■ Problem to solve: Which lines in the records below contain the word "ClockWidget"? Copy each of them.

Data excerpts
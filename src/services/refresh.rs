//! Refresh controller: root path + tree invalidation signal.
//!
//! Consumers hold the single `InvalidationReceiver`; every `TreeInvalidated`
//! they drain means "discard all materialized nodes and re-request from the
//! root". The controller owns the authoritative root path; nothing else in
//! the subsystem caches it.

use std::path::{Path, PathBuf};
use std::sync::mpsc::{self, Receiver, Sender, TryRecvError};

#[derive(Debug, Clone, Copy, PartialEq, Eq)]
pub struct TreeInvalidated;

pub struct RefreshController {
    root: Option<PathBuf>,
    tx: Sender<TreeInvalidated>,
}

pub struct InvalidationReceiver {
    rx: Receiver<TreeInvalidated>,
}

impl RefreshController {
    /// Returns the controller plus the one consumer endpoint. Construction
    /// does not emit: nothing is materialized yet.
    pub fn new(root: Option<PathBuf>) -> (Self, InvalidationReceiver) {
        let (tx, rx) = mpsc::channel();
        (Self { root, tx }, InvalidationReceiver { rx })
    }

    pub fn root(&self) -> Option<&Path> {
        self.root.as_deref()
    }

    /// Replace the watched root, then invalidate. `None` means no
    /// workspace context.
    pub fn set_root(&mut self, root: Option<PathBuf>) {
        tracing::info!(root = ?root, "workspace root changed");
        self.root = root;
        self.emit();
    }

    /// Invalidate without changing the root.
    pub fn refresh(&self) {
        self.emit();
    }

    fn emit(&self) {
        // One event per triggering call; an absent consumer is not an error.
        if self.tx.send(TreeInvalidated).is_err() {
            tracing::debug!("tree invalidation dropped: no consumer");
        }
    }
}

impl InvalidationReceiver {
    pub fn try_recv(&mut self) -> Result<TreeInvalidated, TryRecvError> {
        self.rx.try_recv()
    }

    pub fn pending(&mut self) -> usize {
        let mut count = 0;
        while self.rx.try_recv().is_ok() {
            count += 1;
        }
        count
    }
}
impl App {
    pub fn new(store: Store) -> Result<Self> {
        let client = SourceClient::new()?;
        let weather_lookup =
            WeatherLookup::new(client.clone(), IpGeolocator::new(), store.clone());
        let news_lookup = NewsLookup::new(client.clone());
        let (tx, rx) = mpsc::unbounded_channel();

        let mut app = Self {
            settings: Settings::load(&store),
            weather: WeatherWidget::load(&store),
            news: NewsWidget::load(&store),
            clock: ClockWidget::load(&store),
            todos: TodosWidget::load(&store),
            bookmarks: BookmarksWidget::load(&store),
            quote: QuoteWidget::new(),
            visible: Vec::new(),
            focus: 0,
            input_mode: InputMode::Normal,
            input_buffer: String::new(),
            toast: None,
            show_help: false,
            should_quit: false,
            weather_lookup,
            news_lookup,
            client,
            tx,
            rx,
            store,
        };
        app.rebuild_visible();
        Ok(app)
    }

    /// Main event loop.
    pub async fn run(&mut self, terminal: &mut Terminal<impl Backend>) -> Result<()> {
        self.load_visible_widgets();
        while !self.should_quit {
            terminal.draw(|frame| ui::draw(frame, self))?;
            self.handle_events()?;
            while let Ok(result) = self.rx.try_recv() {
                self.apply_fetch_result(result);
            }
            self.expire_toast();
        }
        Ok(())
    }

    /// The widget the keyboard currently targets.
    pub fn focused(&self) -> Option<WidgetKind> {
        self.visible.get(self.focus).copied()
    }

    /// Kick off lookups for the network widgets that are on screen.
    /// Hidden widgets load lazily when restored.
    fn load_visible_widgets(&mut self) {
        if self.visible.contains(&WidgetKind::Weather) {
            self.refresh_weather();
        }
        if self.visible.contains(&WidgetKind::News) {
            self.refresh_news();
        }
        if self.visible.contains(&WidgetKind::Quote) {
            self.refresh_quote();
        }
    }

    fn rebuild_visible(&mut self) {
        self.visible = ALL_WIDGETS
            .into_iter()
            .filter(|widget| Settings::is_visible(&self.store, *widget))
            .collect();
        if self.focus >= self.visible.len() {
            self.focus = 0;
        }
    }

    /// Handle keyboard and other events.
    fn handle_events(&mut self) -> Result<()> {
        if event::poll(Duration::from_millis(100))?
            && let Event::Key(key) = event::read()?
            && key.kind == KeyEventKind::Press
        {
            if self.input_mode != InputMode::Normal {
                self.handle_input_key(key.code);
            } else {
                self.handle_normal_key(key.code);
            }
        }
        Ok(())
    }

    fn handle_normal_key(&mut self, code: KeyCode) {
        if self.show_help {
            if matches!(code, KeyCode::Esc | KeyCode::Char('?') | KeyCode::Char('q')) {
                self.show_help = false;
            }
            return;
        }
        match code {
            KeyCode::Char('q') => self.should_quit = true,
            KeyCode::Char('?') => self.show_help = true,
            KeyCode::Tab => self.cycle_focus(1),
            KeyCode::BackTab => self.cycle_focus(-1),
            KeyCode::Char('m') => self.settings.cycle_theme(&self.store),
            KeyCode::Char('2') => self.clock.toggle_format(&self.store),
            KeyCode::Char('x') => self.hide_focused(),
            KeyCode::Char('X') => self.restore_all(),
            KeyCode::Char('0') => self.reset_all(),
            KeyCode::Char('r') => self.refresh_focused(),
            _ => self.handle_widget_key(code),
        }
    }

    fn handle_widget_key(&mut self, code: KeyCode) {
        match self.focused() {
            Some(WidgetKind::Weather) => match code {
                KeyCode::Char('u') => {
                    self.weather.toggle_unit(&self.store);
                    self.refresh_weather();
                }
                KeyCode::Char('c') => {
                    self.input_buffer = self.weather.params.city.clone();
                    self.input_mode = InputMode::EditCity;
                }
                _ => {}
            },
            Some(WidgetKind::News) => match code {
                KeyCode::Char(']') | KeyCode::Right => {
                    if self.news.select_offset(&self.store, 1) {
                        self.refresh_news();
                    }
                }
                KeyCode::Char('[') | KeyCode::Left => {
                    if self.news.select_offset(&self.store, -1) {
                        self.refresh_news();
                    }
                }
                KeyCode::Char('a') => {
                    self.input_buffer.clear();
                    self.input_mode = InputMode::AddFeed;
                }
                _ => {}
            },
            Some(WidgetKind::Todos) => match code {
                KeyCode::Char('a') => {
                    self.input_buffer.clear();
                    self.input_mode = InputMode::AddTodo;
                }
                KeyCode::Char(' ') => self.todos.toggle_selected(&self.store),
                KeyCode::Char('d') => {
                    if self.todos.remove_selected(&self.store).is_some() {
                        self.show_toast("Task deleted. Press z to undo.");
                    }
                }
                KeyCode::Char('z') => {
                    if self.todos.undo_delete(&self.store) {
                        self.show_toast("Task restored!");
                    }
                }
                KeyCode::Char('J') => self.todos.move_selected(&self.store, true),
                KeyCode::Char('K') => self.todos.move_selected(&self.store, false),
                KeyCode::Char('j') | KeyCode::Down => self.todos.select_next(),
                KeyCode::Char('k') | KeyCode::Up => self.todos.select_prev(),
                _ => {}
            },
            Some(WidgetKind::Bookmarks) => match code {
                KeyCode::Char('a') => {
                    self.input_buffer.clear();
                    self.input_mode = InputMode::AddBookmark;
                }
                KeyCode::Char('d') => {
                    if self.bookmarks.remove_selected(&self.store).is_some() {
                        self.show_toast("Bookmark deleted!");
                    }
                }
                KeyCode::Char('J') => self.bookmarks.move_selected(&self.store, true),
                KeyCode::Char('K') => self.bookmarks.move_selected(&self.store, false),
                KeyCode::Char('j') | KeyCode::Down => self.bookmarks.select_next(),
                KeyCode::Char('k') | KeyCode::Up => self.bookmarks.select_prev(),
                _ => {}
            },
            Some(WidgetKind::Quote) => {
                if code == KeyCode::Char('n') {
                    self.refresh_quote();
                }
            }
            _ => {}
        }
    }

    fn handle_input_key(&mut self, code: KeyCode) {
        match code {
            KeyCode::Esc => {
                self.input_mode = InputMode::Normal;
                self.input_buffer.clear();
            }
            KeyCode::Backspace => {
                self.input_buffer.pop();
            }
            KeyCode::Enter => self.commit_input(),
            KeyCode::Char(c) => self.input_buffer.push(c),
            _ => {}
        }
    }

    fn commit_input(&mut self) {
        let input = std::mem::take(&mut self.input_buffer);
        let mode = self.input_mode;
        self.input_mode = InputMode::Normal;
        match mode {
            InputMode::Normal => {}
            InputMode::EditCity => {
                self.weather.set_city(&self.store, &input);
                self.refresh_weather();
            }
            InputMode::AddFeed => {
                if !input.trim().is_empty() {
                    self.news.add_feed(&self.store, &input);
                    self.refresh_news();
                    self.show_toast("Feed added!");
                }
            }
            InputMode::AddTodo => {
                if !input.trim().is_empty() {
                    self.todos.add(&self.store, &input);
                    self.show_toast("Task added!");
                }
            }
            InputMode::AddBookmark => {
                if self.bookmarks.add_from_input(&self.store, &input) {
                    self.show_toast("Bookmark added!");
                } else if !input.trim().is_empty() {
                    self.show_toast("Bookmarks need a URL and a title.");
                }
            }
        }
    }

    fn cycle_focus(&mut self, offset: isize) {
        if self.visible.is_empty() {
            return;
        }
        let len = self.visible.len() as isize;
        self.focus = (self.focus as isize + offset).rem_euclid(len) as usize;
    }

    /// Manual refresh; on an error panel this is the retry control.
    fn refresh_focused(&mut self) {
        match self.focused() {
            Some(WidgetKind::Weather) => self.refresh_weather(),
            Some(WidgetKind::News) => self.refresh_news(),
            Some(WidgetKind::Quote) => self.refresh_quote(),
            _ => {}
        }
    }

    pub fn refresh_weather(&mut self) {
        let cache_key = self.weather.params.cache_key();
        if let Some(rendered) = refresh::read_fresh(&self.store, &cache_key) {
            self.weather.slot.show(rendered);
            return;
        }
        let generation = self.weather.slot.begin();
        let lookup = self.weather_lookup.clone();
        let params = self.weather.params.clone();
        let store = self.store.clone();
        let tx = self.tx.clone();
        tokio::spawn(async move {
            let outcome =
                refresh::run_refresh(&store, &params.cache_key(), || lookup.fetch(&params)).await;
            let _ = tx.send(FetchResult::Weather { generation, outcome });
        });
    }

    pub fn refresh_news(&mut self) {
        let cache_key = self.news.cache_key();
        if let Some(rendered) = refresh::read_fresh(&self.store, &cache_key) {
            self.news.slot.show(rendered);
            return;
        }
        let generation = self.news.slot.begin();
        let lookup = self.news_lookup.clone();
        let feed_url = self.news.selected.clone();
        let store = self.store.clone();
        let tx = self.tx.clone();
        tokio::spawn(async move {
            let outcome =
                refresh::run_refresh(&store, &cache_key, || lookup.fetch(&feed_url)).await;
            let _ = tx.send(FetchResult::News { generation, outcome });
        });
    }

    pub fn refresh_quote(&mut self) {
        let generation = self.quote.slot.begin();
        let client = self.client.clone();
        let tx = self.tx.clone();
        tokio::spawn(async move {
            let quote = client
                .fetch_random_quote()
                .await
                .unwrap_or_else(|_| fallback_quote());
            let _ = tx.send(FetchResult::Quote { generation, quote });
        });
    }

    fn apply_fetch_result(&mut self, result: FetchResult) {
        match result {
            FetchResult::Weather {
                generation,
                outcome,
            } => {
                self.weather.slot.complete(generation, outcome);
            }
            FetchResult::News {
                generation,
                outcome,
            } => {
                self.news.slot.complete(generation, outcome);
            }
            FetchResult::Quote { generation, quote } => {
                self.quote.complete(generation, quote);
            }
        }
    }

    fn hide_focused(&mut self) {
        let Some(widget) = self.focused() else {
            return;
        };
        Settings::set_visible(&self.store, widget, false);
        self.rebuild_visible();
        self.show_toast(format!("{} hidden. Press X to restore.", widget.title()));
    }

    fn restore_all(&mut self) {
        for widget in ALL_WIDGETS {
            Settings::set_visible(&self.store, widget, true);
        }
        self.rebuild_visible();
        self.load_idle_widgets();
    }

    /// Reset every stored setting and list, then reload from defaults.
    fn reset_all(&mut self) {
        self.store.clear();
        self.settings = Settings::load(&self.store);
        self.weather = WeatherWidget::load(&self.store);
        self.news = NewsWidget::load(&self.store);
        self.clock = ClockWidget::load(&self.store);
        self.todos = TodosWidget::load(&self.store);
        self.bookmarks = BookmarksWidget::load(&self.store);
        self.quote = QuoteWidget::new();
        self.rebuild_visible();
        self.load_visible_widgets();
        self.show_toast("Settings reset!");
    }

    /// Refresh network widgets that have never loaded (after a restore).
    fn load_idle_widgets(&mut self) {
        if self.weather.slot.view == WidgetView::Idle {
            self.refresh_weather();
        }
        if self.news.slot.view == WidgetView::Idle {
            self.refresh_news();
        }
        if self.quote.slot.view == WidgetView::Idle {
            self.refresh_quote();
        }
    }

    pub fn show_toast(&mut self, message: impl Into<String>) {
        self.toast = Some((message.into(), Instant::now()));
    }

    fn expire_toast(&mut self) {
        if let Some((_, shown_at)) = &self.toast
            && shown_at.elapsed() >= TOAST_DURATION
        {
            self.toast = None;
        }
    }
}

■ Reply:
            clock: ClockWidget::load(&store),
        self.clock = ClockWidget::load(&self.store);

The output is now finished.